Mediterranean Style Butter Beans

I don’t know about you, but where I am, the weather is pretty dire. Cold, rainy, and generally grey. We don’t even have snow to make snowmen out of! It did snow a little on Sunday, but only for about ten minutes and nothing landed on the ground. If you wanted to throw a snowball, it’d be made of a single snowflake.

Anyway, miserable weather calls for non-miserable food! This baked butter bean dish is warm and comforting with a hint of the Mediterranean (don’t you wish you were sunbathing there right now?). I served it with oven baked potatoes and it just hit the spot!

You start by cooking the vegetables on the stove until they’re cooked nicely down, onions, garlic, and shredded carrots with some dried herbs and tinned tomatoes. Grating carrots is a bit annoying, true, but they really add to the dish – both in thickening the stew, adding a subtle sweetness, and also of course plenty of Vitamin A!

Once nicely cooked down, you add the beans, cook for a couple more minutes, then transfer into a casserole dish. Bake in the oven for half an hour, allowing the top to crisp slightly and the flavours to really meld together – and then serve! The butter beans give a creamy texture to the stew.

Mediterranean Style Butter Beans


  • 1 can butter beans, drained and rinsed
  • 1 can chopped tomatoes
  • 2 tbsp tomato puree
  • 1 onion, chopped
  • 2 cloves garlic, chopped
  • 1 tsp olive oil
  • 2-3 large carrots, grated (about 300g)
  • 1 heaped tsp dried oregano
  • 1 heaped tsp dried thyme
  • 1/2 tsp cayenne powder
  • 1 cup vegetable stock
  • 1 tsp cider vinegar
  • Salt & Pepper


    Preheat the oven to 200C/190C Fan/400F/Gas Mark 6
  1. First, fry the onions and garlic in the olive oil until translucent.
  2. Next stir through the grated carrots and cook for 2-3 minutes until they begin to soften.
  3. Stir through the remaining ingredients except the butter beans, and cook for 10 minutes on a medium heat.
  4. Add the butter beans and cook for a further 5 minutes, or until the stew is thickened.
  5. Transfer the mixture into a baking dish, and place in the preheated oven for 30 minutes.
  6. Serve with bread, or potatoes, or rice – however you like!

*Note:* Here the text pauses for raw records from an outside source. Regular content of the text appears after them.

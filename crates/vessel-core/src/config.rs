//! Configuration structures for the vessel patch pipeline.

use serde::{Deserialize, Serialize};
use std::path::PathBuf;

use crate::error::{Error, Result};
use crate::types::PatchGeometry;

/// Configuration of a data provider
#[derive(Debug, Clone, Serialize, Deserialize)]
#[serde(default)]
pub struct ProviderConfig {
    /// Root directory holding `image/`, `label/` and `mask/`
    pub data_dir: PathBuf,
    /// Whether to augment samples before extraction
    pub is_training: bool,
    /// Nominal patch side
    pub patch_size: u32,
    /// Fraction of negative candidates kept per sample
    pub undersample_ratio: f64,
    /// Random seed for reproducibility (entropy when unset)
    pub seed: Option<u64>,
    /// Skip samples whose mask yields no usable region of interest
    pub skip_invalid_roi: bool,
    /// Augmentation parameters, used only when `is_training` is set
    pub augmentation: AugmentationConfig,
}

impl Default for ProviderConfig {
    fn default() -> Self {
        Self {
            data_dir: PathBuf::from("data/train"),
            is_training: false,
            patch_size: 27,
            undersample_ratio: 0.3,
            seed: None,
            skip_invalid_roi: false,
            augmentation: AugmentationConfig::default(),
        }
    }
}

impl ProviderConfig {
    /// Creates a configuration rooted at `data_dir` with default parameters
    pub fn new(data_dir: impl Into<PathBuf>) -> Self {
        Self {
            data_dir: data_dir.into(),
            ..Self::default()
        }
    }

    pub fn with_training(mut self, is_training: bool) -> Self {
        self.is_training = is_training;
        self
    }

    pub fn with_patch_size(mut self, patch_size: u32) -> Self {
        self.patch_size = patch_size;
        self
    }

    pub fn with_undersample_ratio(mut self, ratio: f64) -> Self {
        self.undersample_ratio = ratio;
        self
    }

    pub fn with_seed(mut self, seed: u64) -> Self {
        self.seed = Some(seed);
        self
    }

    /// Window geometry for the configured patch size
    pub fn geometry(&self) -> PatchGeometry {
        PatchGeometry::new(self.patch_size)
    }

    /// Validates parameter ranges
    pub fn validate(&self) -> Result<()> {
        if self.patch_size == 0 {
            return Err(Error::Config("patch_size must be at least 1".to_string()));
        }
        if !(0.0..=1.0).contains(&self.undersample_ratio) {
            return Err(Error::Config(format!(
                "undersample_ratio must lie in [0, 1], got {}",
                self.undersample_ratio
            )));
        }
        self.augmentation.validate()
    }
}

/// Randomised augmentation ranges
#[derive(Debug, Clone, Serialize, Deserialize)]
#[serde(default)]
pub struct AugmentationConfig {
    /// Uniform range of the rescale factor
    pub scale_range: (f32, f32),
    /// Rotation angle is drawn from `[-max, max]` whole degrees
    pub max_rotation_degrees: i32,
    /// Coin-flip horizontal mirroring
    pub horizontal_flip: bool,
    /// Coin-flip vertical mirroring
    pub vertical_flip: bool,
    /// Uniform range of the gamma exponent
    pub gamma_range: (f32, f32),
    /// Label pixels above this fraction of full scale become foreground
    pub label_threshold: f32,
}

impl Default for AugmentationConfig {
    fn default() -> Self {
        Self {
            scale_range: (0.7, 1.2),
            max_rotation_degrees: 90,
            horizontal_flip: true,
            vertical_flip: true,
            gamma_range: (0.25, 4.0),
            label_threshold: 0.01,
        }
    }
}

impl AugmentationConfig {
    /// Validates that ranges are ordered and positive
    pub fn validate(&self) -> Result<()> {
        check_range("scale_range", self.scale_range)?;
        check_range("gamma_range", self.gamma_range)?;
        if self.max_rotation_degrees < 0 {
            return Err(Error::Config(format!(
                "max_rotation_degrees must be non-negative, got {}",
                self.max_rotation_degrees
            )));
        }
        if !(0.0..1.0).contains(&self.label_threshold) {
            return Err(Error::Config(format!(
                "label_threshold must lie in [0, 1), got {}",
                self.label_threshold
            )));
        }
        Ok(())
    }
}

fn check_range(name: &str, (lo, hi): (f32, f32)) -> Result<()> {
    if !(lo > 0.0 && lo <= hi && hi.is_finite()) {
        return Err(Error::Config(format!(
            "{} must satisfy 0 < min <= max, got ({}, {})",
            name, lo, hi
        )));
    }
    Ok(())
}

#[cfg(test)]
mod tests {
    use super::*;

    #[test]
    fn test_default_provider_config() {
        let config = ProviderConfig::default();
        assert_eq!(config.patch_size, 27);
        assert_eq!(config.undersample_ratio, 0.3);
        assert!(!config.is_training);
        assert!(config.seed.is_none());
        assert!(config.validate().is_ok());
    }

    #[test]
    fn test_default_augmentation_config() {
        let config = AugmentationConfig::default();
        assert_eq!(config.scale_range, (0.7, 1.2));
        assert_eq!(config.max_rotation_degrees, 90);
        assert_eq!(config.gamma_range, (0.25, 4.0));
    }

    #[test]
    fn test_ratio_validation() {
        let config = ProviderConfig::default().with_undersample_ratio(1.5);
        assert!(matches!(config.validate(), Err(Error::Config(_))));

        let config = ProviderConfig::default().with_undersample_ratio(0.0);
        assert!(config.validate().is_ok());
    }

    #[test]
    fn test_range_validation() {
        let mut config = AugmentationConfig::default();
        config.gamma_range = (4.0, 0.25);
        assert!(config.validate().is_err());

        let mut config = AugmentationConfig::default();
        config.scale_range = (0.0, 1.0);
        assert!(config.validate().is_err());
    }

    #[test]
    fn test_partial_toml_uses_defaults() {
        let config: ProviderConfig =
            toml::from_str("data_dir = \"/data/drive\"\nis_training = true\n").unwrap();
        assert_eq!(config.data_dir, PathBuf::from("/data/drive"));
        assert!(config.is_training);
        assert_eq!(config.patch_size, 27);
        assert_eq!(config.augmentation.max_rotation_degrees, 90);
    }
}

Homemade Baked Beans with Potato Wedges

Baked beans and potatoes, such a classic British meal. I’ve (shock, horror) never been a fan of the canned stuff but homemade ones can be lovely. This recipe came from a really old copy of either BBC Good Food or BBC Vegetarian magazine, from a long time ago at least. I’ve adapted it quite a bit because the original recipe called for veggie bacon and all sorts that I never have on hand.

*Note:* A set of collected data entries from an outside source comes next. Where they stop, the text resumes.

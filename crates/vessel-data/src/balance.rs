//! Negative-class undersampling and per-file batch truncation.

use rand::seq::SliceRandom;
use rand::Rng;
use vessel_core::PatchClass;

/// An item paired with its class
#[derive(Debug, Clone, PartialEq, Eq)]
pub struct Labeled<T> {
    pub item: T,
    pub class: PatchClass,
}

/// Undersamples negatives, labels, shuffles and truncates
#[derive(Debug, Clone, Copy)]
pub struct ClassBalancer {
    undersample_ratio: f64,
}

impl ClassBalancer {
    pub fn new(undersample_ratio: f64) -> Self {
        Self { undersample_ratio }
    }

    pub fn undersample_ratio(&self) -> f64 {
        self.undersample_ratio
    }

    /// Number of negatives kept out of `available`
    pub fn negative_quota(&self, available: usize) -> usize {
        (available as f64 * self.undersample_ratio).round() as usize
    }

    /// Draws `round(len * ratio)` negatives uniformly *with* replacement.
    pub fn undersample<T: Clone, R: Rng + ?Sized>(&self, negatives: &[T], rng: &mut R) -> Vec<T> {
        if negatives.is_empty() {
            return Vec::new();
        }
        (0..self.negative_quota(negatives.len()))
            .map(|_| negatives[rng.gen_range(0..negatives.len())].clone())
            .collect()
    }

    /// Balances one file's candidates into at most `batch_size` labelled items.
    ///
    /// Negatives are undersampled, every item gets its class, the combined list
    /// is shuffled and the first `batch_size` items are kept.
    pub fn balance<T: Clone, R: Rng + ?Sized>(
        &self,
        positives: &[T],
        negatives: &[T],
        batch_size: usize,
        rng: &mut R,
    ) -> Vec<Labeled<T>> {
        let negatives = self.undersample(negatives, rng);

        let mut combined: Vec<Labeled<T>> = positives
            .iter()
            .cloned()
            .map(|item| Labeled {
                item,
                class: PatchClass::Positive,
            })
            .chain(negatives.into_iter().map(|item| Labeled {
                item,
                class: PatchClass::Negative,
            }))
            .collect();

        combined.shuffle(rng);
        combined.truncate(batch_size);
        combined
    }
}

impl Default for ClassBalancer {
    fn default() -> Self {
        Self::new(0.3)
    }
}

#[cfg(test)]
mod tests {
    use super::*;
    use rand::SeedableRng;
    use rand_chacha::ChaCha8Rng;

    fn count(items: &[Labeled<u32>], class: PatchClass) -> usize {
        items.iter().filter(|l| l.class == class).count()
    }

    #[test]
    fn test_quota_rounds() {
        assert_eq!(ClassBalancer::new(0.25).negative_quota(400), 100);
        assert_eq!(ClassBalancer::new(0.3).negative_quota(10), 3);
        assert_eq!(ClassBalancer::new(0.3).negative_quota(0), 0);
    }

    #[test]
    fn test_full_ratio_keeps_count() {
        let mut rng = ChaCha8Rng::seed_from_u64(1);
        let negatives: Vec<u32> = (0..50).collect();
        let kept = ClassBalancer::new(1.0).undersample(&negatives, &mut rng);
        assert_eq!(kept.len(), 50);
        assert!(kept.iter().all(|n| negatives.contains(n)));
    }

    #[test]
    fn test_zero_ratio_drops_negatives() {
        let mut rng = ChaCha8Rng::seed_from_u64(1);
        let positives: Vec<u32> = (0..10).collect();
        let negatives: Vec<u32> = (100..200).collect();
        let balanced = ClassBalancer::new(0.0).balance(&positives, &negatives, 1000, &mut rng);
        assert_eq!(count(&balanced, PatchClass::Negative), 0);
        assert_eq!(count(&balanced, PatchClass::Positive), 10);
    }

    #[test]
    fn test_sampling_with_replacement() {
        // 200 draws out of 200 items almost surely repeat something
        let mut rng = ChaCha8Rng::seed_from_u64(9);
        let negatives: Vec<u32> = (0..200).collect();
        let mut kept = ClassBalancer::new(1.0).undersample(&negatives, &mut rng);
        kept.sort_unstable();
        kept.dedup();
        assert!(kept.len() < 200);
    }

    #[test]
    fn test_balance_truncates_and_labels() {
        let mut rng = ChaCha8Rng::seed_from_u64(5);
        let positives: Vec<u32> = (0..100).collect();
        let negatives: Vec<u32> = (1000..1400).collect();
        let balanced = ClassBalancer::new(0.25).balance(&positives, &negatives, 10, &mut rng);

        assert_eq!(balanced.len(), 10);
        for item in &balanced {
            match item.class {
                PatchClass::Positive => assert!(item.item < 100),
                PatchClass::Negative => assert!(item.item >= 1000),
            }
        }
    }

    #[test]
    fn test_balance_short_supply() {
        let mut rng = ChaCha8Rng::seed_from_u64(5);
        let balanced = ClassBalancer::new(0.5).balance(&[1u32, 2], &[10, 11], 10, &mut rng);
        assert_eq!(balanced.len(), 3);
    }

    #[test]
    fn test_balance_is_shuffled() {
        let mut rng = ChaCha8Rng::seed_from_u64(21);
        let positives: Vec<u32> = (0..50).collect();
        let negatives: Vec<u32> = (1000..1050).collect();
        let balanced = ClassBalancer::new(1.0).balance(&positives, &negatives, 100, &mut rng);
        let leading_positives = balanced
            .iter()
            .take_while(|l| l.class == PatchClass::Positive)
            .count();
        assert!(leading_positives < 50);
    }
}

I make the potatoes spiced with a bit of paprika, cumin, and garam masala which may not be traditional but gives them a lovely taste! They come out crispy and with a hint of spice to them which is really nice.

I didn’t take many photos of this meal as it was getting dark and I couldn’t find anything pretty to take photos of! Our kitchen has a few lights that don’t work and it’s perpetually in a sort of dusk state…which isn’t that great when you’re looking to snap your food. But take my word for it, it is tasty.

Homemade Baked Beans & Potato Wedges


    For the Wedges
  • 350g potatoes, cut into wedges.
  • 1 tbsp oil
  • 1/2 tsp garam masala
  • 1/2 tsp smoky paprika
  • 1/2 tsp cumin
  • 1/4 tsp cayenne powder
  • For the Beans

  • 1 onion, chopped
  • 1 garlic clove, chopped
  • 1/2 tsp sugar
  • 1 tsp smoky paprika
  • 1 tsp dried mixed herbs
  • 1 tsp cider vinegar
  • 1 tbsp tomato puree
  • 1 can chopped tomatoes
  • 150ml vegetable stock
  • 1 can white beans
  • Salt & Pepper


  1. Preheat the oven to 200C (400F)
  2. In your roasting tin, mix the potato spices and oil to form a paste.
  3. Add the potatoes into the tin, mixing with your hands to make sure they are well coated in the spice mix.
  4. Bake the potatoes in the oven for 30 minutes, or until crisp.
  5. Meanwhile, fry the onion and garlic in a pan until softened.
  6. Stir through the paprika, mixed herbs, sugar, cider vinegar, tomato puree, and seasoning.
  7. Mix in the can of tomatoes and vegetable stock, and simmer for 10 minutes.
  8. Add the drained beans and continue to simmer until the sauce thickens and the potatoes in the oven are cooked.
  9. Serve the beans with the potatoes and enjoy!